■ Aim of the exercise: Below are records; count the lines that contain "Some" and give only the total.

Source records
··········
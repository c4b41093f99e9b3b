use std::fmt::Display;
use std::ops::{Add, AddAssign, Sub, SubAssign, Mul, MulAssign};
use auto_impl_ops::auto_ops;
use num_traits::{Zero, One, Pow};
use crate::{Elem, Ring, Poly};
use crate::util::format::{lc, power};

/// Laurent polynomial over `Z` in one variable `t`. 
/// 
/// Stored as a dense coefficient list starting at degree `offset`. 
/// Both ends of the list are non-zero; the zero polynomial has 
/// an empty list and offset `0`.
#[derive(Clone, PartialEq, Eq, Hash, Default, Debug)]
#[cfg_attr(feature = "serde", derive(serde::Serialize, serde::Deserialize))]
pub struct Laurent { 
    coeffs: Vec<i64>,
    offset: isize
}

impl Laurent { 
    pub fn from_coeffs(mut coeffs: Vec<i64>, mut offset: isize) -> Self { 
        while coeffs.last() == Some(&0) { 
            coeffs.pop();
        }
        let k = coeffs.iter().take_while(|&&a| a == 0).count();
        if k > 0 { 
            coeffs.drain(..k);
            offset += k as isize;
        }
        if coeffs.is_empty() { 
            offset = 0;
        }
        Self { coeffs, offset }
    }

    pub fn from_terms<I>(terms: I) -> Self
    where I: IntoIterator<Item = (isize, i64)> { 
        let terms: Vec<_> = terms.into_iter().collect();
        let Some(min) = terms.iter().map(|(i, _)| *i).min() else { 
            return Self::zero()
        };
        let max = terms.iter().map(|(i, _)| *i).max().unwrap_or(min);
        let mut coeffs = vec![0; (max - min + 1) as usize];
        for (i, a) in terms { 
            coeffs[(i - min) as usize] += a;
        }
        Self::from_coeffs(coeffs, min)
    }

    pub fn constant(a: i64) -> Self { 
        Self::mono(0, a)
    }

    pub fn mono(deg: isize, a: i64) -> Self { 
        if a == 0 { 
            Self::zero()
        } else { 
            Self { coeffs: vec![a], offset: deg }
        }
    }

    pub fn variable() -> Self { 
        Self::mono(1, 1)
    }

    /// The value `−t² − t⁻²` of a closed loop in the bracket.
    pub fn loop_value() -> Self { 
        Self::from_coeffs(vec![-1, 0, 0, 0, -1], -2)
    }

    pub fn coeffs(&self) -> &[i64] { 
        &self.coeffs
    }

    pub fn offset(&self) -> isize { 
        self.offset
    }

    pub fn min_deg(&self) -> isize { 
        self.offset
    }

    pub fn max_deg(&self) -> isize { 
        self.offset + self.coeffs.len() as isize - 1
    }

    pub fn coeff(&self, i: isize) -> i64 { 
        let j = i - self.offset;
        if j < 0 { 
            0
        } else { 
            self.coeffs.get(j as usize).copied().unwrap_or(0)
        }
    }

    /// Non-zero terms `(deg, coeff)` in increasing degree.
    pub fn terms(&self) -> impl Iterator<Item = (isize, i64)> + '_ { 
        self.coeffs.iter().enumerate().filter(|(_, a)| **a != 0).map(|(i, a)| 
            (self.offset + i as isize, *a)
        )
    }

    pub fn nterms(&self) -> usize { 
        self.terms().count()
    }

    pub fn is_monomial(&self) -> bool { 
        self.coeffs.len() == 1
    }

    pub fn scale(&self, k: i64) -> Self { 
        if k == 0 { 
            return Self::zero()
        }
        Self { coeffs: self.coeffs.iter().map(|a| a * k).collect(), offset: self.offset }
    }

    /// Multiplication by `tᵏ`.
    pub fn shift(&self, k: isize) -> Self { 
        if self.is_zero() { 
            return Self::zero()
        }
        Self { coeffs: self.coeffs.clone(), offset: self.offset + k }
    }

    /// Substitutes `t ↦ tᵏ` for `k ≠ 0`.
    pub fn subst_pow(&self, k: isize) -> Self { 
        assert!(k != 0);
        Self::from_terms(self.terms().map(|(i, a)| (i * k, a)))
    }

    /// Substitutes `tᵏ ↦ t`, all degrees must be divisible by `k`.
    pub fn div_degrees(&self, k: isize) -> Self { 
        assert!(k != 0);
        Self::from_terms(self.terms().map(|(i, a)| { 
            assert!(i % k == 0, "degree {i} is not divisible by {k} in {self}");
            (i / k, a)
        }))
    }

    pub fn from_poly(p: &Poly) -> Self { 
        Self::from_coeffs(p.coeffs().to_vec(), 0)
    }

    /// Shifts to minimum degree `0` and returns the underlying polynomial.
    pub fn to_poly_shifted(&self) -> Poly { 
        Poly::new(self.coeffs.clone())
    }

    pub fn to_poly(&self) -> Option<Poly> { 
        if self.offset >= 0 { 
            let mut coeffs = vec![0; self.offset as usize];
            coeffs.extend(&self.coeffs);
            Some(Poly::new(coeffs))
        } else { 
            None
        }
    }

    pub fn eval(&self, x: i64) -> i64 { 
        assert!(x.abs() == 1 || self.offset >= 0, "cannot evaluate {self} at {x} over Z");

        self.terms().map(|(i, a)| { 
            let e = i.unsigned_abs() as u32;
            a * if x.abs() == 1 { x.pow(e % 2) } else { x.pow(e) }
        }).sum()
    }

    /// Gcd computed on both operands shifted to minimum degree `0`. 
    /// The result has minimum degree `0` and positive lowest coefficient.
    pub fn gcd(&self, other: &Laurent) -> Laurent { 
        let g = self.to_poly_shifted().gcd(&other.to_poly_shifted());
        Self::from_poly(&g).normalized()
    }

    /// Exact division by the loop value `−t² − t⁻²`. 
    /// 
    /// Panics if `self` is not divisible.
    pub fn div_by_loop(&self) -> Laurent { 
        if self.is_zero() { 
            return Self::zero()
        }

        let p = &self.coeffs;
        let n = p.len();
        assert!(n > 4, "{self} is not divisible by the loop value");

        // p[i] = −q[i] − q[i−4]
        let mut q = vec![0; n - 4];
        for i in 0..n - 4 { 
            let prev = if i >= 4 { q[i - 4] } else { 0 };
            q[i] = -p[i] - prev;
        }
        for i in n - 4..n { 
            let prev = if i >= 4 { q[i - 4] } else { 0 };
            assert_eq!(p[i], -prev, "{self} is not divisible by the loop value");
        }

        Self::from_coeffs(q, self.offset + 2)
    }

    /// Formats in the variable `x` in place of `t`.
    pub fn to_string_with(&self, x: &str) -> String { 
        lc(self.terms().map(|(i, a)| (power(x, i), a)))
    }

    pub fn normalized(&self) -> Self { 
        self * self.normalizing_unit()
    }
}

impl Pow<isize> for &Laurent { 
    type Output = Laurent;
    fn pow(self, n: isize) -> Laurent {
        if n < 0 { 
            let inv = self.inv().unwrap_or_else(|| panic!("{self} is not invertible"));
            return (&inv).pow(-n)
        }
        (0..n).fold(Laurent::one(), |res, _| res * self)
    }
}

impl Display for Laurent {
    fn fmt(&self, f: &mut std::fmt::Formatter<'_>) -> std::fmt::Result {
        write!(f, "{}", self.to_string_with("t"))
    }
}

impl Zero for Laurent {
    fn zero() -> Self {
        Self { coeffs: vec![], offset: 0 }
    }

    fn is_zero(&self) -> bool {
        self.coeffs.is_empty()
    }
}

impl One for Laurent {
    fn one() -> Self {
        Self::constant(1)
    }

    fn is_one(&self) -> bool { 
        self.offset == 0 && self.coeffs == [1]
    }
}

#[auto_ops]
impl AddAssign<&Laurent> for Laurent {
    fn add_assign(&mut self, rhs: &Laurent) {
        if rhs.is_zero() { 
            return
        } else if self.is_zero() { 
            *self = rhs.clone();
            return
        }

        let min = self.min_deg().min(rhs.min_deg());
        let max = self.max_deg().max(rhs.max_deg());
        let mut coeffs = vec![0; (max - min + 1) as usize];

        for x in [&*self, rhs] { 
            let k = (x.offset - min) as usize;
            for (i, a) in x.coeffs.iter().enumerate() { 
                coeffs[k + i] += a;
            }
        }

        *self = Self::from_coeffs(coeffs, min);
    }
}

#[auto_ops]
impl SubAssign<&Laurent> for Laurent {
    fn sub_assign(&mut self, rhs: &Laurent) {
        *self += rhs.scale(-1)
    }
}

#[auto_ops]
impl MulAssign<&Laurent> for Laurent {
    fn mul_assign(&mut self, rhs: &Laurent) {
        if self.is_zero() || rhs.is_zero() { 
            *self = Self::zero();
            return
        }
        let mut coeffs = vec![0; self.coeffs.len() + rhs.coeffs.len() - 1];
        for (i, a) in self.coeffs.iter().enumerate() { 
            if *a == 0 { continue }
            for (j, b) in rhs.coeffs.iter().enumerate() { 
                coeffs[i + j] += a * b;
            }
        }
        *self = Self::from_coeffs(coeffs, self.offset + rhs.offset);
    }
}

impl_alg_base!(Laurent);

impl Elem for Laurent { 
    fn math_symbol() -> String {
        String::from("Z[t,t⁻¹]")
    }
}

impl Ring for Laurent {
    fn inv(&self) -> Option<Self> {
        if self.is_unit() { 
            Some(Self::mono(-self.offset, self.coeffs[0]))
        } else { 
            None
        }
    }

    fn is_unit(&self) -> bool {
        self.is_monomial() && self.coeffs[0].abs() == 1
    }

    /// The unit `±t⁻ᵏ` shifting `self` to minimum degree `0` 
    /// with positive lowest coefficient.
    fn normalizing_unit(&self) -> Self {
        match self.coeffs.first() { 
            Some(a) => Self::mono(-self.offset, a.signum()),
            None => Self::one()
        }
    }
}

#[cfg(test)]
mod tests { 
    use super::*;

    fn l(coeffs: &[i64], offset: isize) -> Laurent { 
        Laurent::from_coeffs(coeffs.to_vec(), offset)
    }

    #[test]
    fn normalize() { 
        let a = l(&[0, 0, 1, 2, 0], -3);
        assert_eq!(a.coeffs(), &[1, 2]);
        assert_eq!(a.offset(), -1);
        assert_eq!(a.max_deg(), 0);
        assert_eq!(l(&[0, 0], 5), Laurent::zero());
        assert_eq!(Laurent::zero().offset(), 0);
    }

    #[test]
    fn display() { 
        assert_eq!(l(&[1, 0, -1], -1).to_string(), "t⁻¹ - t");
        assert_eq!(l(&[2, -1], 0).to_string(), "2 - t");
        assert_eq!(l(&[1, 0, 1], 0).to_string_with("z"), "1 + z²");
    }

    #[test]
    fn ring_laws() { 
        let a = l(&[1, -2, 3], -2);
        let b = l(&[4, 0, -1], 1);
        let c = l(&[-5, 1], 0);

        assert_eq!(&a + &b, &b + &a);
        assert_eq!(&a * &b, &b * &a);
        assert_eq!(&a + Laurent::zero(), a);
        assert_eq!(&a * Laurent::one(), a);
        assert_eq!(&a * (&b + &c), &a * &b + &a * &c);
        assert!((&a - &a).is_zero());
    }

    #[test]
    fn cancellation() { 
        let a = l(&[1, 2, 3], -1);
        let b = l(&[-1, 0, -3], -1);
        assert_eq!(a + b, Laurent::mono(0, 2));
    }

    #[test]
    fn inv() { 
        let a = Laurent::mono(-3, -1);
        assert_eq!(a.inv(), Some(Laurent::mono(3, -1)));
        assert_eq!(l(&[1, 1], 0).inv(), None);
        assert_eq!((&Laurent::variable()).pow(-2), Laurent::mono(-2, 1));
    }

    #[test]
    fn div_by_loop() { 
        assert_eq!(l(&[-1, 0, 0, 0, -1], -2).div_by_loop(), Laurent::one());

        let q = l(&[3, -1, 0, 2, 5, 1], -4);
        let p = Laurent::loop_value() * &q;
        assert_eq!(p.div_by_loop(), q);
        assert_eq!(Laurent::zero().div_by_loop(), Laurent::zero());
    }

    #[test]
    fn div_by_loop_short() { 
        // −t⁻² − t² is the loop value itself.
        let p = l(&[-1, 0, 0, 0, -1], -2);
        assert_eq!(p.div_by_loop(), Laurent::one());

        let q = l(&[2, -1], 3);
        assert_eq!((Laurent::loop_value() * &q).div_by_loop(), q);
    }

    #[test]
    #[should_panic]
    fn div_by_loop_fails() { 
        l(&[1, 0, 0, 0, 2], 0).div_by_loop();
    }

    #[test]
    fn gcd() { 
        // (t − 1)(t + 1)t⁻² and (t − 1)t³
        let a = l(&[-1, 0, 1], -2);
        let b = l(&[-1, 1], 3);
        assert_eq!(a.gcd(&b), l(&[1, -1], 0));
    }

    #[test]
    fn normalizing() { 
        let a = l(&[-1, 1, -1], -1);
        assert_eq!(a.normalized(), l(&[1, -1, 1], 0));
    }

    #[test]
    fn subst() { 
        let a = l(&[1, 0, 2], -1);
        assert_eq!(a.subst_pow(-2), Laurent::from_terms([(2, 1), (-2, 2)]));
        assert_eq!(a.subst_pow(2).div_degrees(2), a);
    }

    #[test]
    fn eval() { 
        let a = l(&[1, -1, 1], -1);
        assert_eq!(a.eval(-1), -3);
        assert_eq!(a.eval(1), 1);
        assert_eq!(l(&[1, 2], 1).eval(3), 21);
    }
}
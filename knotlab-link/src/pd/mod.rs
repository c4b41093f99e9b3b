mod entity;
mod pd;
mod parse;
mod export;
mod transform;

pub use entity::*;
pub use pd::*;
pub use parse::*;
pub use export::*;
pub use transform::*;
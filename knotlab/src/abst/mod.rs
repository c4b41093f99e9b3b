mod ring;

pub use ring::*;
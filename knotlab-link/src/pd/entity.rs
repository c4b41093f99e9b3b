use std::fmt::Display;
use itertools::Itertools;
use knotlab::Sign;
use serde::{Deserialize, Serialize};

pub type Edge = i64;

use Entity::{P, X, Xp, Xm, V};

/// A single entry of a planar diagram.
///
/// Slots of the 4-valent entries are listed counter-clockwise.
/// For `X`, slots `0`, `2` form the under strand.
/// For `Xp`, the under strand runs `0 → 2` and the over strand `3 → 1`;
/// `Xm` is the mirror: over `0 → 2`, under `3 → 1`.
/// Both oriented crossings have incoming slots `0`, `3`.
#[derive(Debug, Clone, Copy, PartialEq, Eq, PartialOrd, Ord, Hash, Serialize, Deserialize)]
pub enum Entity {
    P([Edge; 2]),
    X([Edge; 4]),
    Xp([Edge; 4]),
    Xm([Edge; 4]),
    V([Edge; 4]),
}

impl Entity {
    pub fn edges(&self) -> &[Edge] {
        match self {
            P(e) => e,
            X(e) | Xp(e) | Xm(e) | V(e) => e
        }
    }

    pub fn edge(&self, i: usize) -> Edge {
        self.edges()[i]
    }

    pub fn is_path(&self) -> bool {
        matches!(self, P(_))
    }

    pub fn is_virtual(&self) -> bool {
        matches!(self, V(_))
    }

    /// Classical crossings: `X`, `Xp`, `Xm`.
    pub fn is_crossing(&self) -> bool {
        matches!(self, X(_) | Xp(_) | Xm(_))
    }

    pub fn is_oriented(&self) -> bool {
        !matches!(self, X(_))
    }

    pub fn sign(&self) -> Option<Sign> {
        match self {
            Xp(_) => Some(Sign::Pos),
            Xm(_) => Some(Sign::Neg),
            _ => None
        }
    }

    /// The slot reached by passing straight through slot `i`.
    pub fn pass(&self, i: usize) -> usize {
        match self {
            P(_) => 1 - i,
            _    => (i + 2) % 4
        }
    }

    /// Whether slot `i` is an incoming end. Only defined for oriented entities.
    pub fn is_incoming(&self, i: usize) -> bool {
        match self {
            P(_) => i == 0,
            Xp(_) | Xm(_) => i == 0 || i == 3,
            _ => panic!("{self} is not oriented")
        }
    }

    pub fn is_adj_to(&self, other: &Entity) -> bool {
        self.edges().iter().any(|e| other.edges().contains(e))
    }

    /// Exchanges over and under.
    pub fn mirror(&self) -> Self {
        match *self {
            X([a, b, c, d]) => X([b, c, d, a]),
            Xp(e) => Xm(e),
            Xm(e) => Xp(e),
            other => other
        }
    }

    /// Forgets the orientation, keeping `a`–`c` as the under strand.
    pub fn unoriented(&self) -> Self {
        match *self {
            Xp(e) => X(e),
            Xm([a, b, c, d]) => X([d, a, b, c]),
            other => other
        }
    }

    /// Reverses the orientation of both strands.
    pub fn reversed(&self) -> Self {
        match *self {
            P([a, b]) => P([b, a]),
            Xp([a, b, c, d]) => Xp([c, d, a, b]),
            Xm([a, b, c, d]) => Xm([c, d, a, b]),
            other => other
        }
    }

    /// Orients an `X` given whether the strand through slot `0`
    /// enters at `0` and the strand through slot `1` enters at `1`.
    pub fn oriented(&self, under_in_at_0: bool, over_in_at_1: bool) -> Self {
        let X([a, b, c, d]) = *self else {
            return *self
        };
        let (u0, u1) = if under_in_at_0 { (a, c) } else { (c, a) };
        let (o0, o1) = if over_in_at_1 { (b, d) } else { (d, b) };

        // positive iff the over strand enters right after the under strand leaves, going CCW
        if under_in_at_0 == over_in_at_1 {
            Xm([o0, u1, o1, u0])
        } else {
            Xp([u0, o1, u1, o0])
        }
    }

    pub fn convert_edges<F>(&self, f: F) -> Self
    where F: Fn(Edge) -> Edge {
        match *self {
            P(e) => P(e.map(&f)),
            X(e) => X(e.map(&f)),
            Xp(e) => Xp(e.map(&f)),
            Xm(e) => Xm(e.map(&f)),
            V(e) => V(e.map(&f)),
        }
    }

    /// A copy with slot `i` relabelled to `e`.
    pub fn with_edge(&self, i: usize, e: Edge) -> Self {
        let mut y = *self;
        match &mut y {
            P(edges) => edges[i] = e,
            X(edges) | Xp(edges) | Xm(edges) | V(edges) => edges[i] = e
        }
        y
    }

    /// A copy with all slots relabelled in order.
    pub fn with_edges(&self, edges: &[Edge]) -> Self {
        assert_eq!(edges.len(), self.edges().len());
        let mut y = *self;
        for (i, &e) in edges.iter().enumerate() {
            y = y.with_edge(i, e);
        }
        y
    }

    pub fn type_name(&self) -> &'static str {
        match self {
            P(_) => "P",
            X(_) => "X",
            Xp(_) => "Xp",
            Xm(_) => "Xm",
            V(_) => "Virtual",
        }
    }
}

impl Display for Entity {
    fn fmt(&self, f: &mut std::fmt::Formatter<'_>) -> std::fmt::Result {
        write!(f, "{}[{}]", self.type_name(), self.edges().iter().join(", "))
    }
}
··········
■ Exercise response: 8